Однако это возникшее было единство уже в следующей главке распадается на контрастные составляющие: томимый недовольством собой, но неизменно праздный художник – всегда занятая делом, строгая Лида – праздная без томления, просто по-детски праздная и беспечная Мисюсь. Еще резче обозначаются оценочные контрасты: «Я был ей не симпатичен», «Лида <…> презирала во мне чужого» – Мисюсь, напротив, «смотрела с восхищением» на то, как художник пишет этюд, а когда он рассуждал о «вечном и прекрасном», «слушала, верила и не требовала доказательств». Подчеркнем: так это видит, воспринимает и описывает сам художник – это его рассказ. Однако вот что примечательно: его собственные эмоциональные оценки, его реакция на девушек, особенно на Лиду, носят преимущественно отраженный, ответный характер. «Внешним образом она никак не выражала своего нерасположения ко мне, но я чувствовал его и, сидя на нижней ступени террасы, испытывал раздражение», – вот это раздражение, порожденное впечатлением от Лидиного нерасположения к нему, в свою очередь, порождает выпад художника против Лидиной земской деятельности. То есть полемика о целесообразности «малых дел» – лечить или не лечить, учить или не учить мужиков – возникает не как самозначимый принципиальный спор, а как результат психологического напряжения между героями. Из психологического антагонизма вырастают и идеологические дебаты между Павлом Петровичем и Базаровым – именно поэтому попытки анализировать взгляды «нигилиста» на основании выдернутых из контекста реплик приводят к неизбежным выпрямлениям и натяжкам. В «Доме с мезонином» значимость психологической подоплеки идеологических деклараций дополнительно усилена тем, что все комментарии мы получаем из одного источника – от художника.

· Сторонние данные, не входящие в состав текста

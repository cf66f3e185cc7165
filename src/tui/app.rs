//! Interactive task board.
//!
//! `App` owns the task store and keeps two derived views of it: kanban
//! columns of task ids and list rows of task ids. Both are rebuilt whenever the
//! store reports a committed change, or the search text or status filter moves.
//! Cards are moved by picking one up with `Space`, steering the cursor to a
//! column or another card, and pressing `Space` again, which is turned into a
//! drop event and resolved like any other.

use std::cell::Cell;
use std::rc::Rc;

use chrono::Local;
use crossterm::event::{KeyCode, KeyEvent, KeyModifiers};
use ratatui::{
    layout::{Alignment, Constraint, Direction, Layout, Rect},
    style::{Color, Modifier, Style},
    text::{Line, Span},
    widgets::{self, Block, Borders, Clear, Paragraph, Row, Table, TableState, Wrap},
    Frame,
};
use tracing::debug;

use crate::board::{filter, status_counts, TaskFilter};
use crate::dnd::{self, DropEvent, DropTarget};
use crate::fields::{Status, StatusFilter, ViewMode};
use crate::format::format_assignees;
use crate::storage::{FileStore, KeyValueStore};
use crate::store::TaskStore;
use crate::task::Task;
use crate::tui::{
    colors::{priority_color, status_color},
    enums::{AppState, Drag},
    input::InputField,
    task_form::*,
};
use crate::validate::FormField;

const CARD_HEIGHT: u16 = 5;

/// Board application state.
pub struct App<S = FileStore> {
    store: TaskStore<S>,
    /// Set by the store subscription, cleared when the views are rebuilt.
    dirty: Rc<Cell<bool>>,
    state: AppState,
    view: ViewMode,
    search: InputField,
    status_filter: StatusFilter,
    columns: [Vec<String>; 3],
    rows: Vec<String>,
    selected_column: usize,
    selected_card: usize,
    selected_row: usize,
    drag: Option<Drag>,
    form: Option<TaskForm>,
    status_message: String,
}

Его праздно-созерцательное состояние вообще не очень вяжется с полемической горячностью, с очевидным впаданием в крайности, в «противоположные общие места» – ну какие могут быть университеты там, где нет элементарной грамотности? и как могут все сообща отдавать свой досуг наукам и искусствам, да еще всем миром искать смысл жизни? Договорившись до этих благоглупостей в духе знаменитого сна Веры Павловны, художник сам перечеркивает все сказанное финальной «нигилистической» выходкой: «Ничего не нужно, пусть земля провалиться в тартарары!».

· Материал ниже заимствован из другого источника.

//! Enumerations and field types for the task board.
//!
//! This module defines the structured values a task carries (status and
//! priority), the status filter used by the list view, and the board view mode.
//! Wire spellings follow the persisted JSON layout: statuses are `todo`,
//! `inProgress` and `complete`; priorities are capitalised.

use std::fmt;

use clap::ValueEnum;
use serde::{Deserialize, Serialize};

/// Task status. Drives column placement on the board.
///
/// Any status may be set from any other in one step; there is no enforced
/// workflow order.
#[derive(Debug, Clone, Copy, Serialize, Deserialize, ValueEnum, PartialEq, Eq, Hash, Default)]
#[serde(rename_all = "camelCase")]
pub enum Status {
    #[default]
    Todo,
    #[value(alias = "inProgress")]
    InProgress,
    Complete,
}

impl Status {
    /// All statuses in column order.
    pub const ALL: [Status; 3] = [Status::Todo, Status::InProgress, Status::Complete];

    /// Identifier used on the wire and as the column id.
    pub fn as_str(self) -> &'static str {
        match self {
            Status::Todo => "todo",
            Status::InProgress => "inProgress",
            Status::Complete => "complete",
        }
    }

    /// Look a status up by its exact column id.
    pub fn from_id(id: &str) -> Option<Status> {
        Status::ALL.into_iter().find(|s| s.as_str() == id)
    }

    /// Column heading.
    pub fn title(self) -> &'static str {
        match self {
            Status::Todo => "To Do",
            Status::InProgress => "In Progress",
            Status::Complete => "Complete",
        }
    }

    /// Column accent colour as a hex string.
    pub fn color(self) -> &'static str {
        match self {
            Status::Todo => "#CFB7E8",
            Status::InProgress => "#F6BE38",
            Status::Complete => "#75C5C1",
        }
    }

    /// The status an "advance" action moves to. `Complete` stays put.
    pub fn next(self) -> Status {
        match self {
            Status::Todo => Status::InProgress,
            Status::InProgress | Status::Complete => Status::Complete,
        }
    }

    /// Position of the status in column order.
    pub fn index(self) -> usize {
        match self {
            Status::Todo => 0,
            Status::InProgress => 1,
            Status::Complete => 2,
        }
    }
}

impl fmt::Display for Status {
    fn fmt(&self, f: &mut fmt::Formatter<'_>) -> fmt::Result {
        f.write_str(self.title())
    }
}

/// Four-level priority, `Urgent` highest.
///
/// Older saved boards spell the second level `Medium`; it is read as `Normal`.
#[derive(Debug, Clone, Copy, Serialize, Deserialize, ValueEnum, PartialEq, Eq, PartialOrd, Ord, Hash, Default)]
pub enum Priority {
    #[default]
    Low,
    #[serde(alias = "Medium")]
    #[value(alias = "medium")]
    Normal,
    Important,
    Urgent,
}

impl Priority {
    pub const ALL: [Priority; 4] = [Priority::Low, Priority::Normal, Priority::Important, Priority::Urgent];

    pub fn as_str(self) -> &'static str {
        match self {
            Priority::Low => "Low",
            Priority::Normal => "Normal",
            Priority::Important => "Important",
            Priority::Urgent => "Urgent",
        }
    }

    /// Badge colour name.
    pub fn color(self) -> &'static str {
        match self {
            Priority::Low => "gray",
            Priority::Normal => "teal",
            Priority::Important => "yellow",
            Priority::Urgent => "red",
        }
    }
}

impl fmt::Display for Priority {
    fn fmt(&self, f: &mut fmt::Formatter<'_>) -> fmt::Result {
        f.write_str(self.as_str())
    }
}

/// Status filter for the list view: everything, or exactly one status.
#[derive(Debug, Clone, Copy, ValueEnum, PartialEq, Eq, Default)]
pub enum StatusFilter {
    #[default]
    All,
    Todo,
    #[value(alias = "inProgress")]
    InProgress,
    Complete,
}

impl StatusFilter {
    /// Filter choices in button order.
    pub const ALL: [StatusFilter; 4] = [
        StatusFilter::All,
        StatusFilter::Todo,
        StatusFilter::InProgress,
        StatusFilter::Complete,
    ];

    /// The single status selected, or `None` for `All`.
    pub fn status(self) -> Option<Status> {
        match self {
            StatusFilter::All => None,
            StatusFilter::Todo => Some(Status::Todo),
            StatusFilter::InProgress => Some(Status::InProgress),
            StatusFilter::Complete => Some(Status::Complete),
        }
    }

    pub fn matches(self, status: Status) -> bool {
        self.status().map_or(true, |s| s == status)
    }

    pub fn label(self) -> &'static str {
        match self.status() {
            None => "All",
            Some(s) => s.title(),
        }
    }
}

impl From<Status> for StatusFilter {
    fn from(status: Status) -> Self {
        match status {
            Status::Todo => StatusFilter::Todo,
            Status::InProgress => StatusFilter::InProgress,
            Status::Complete => StatusFilter::Complete,
        }
    }
}

/// Which layout the board opens in.
#[derive(Debug, Clone, Copy, Serialize, Deserialize, ValueEnum, PartialEq, Eq, Default)]
#[serde(rename_all = "lowercase")]
pub enum ViewMode {
    #[default]
    Kanban,
    List,
}

impl ViewMode {
    pub fn toggled(self) -> ViewMode {
        match self {
            ViewMode::Kanban => ViewMode::List,
            ViewMode::List => ViewMode::Kanban,
        }
    }
}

Это Лидины аптечки его раздражили до такой степени? А может быть, то, что красивая Лида так упорно его игнорирует? А она его действительно игнорирует? К чему тогда эти демонстрации – «Это для вас неинтересно»? Не обращала бы просто внимания, и все. И почему у нее горело лицо после спора и, «чтобы скрыть волнение, она низко, точно близорукая, нагнулась к столу и делала вид, что читает газету»? Художник комментирует: «Мое присутствие было неприятно». Исчерпывающее ли это объяснение? Нет ли у Лидиного волнения и пылающих щек более сложной психологической подоплеки? И почему он сам так горячится? Но при этом, несмотря на столь очевидные разногласия и полемическую непримиримость, не испытывает к Лиде ни малейшей неприязни. Он тщательно фиксирует отношение к себе: я ей несимпатичен, мое присутствие неприятно – но ответного отторжения нет. Более того, несмотря ни на какие споры, в нем сохраняется изначальное ощущение прелести совокупного усадебного мира. Вот бы разоблачительно уцепиться за хлыст в Лидиных руках, за ее демонстративную деловитость и пренебрежительное по отношению к близким опоздание к обеду, а вместо этого он признается: «Все эти мелкие подробности я почему-то помню и люблю, и весь этот день живо помню, хотя не произошло ничего особенного».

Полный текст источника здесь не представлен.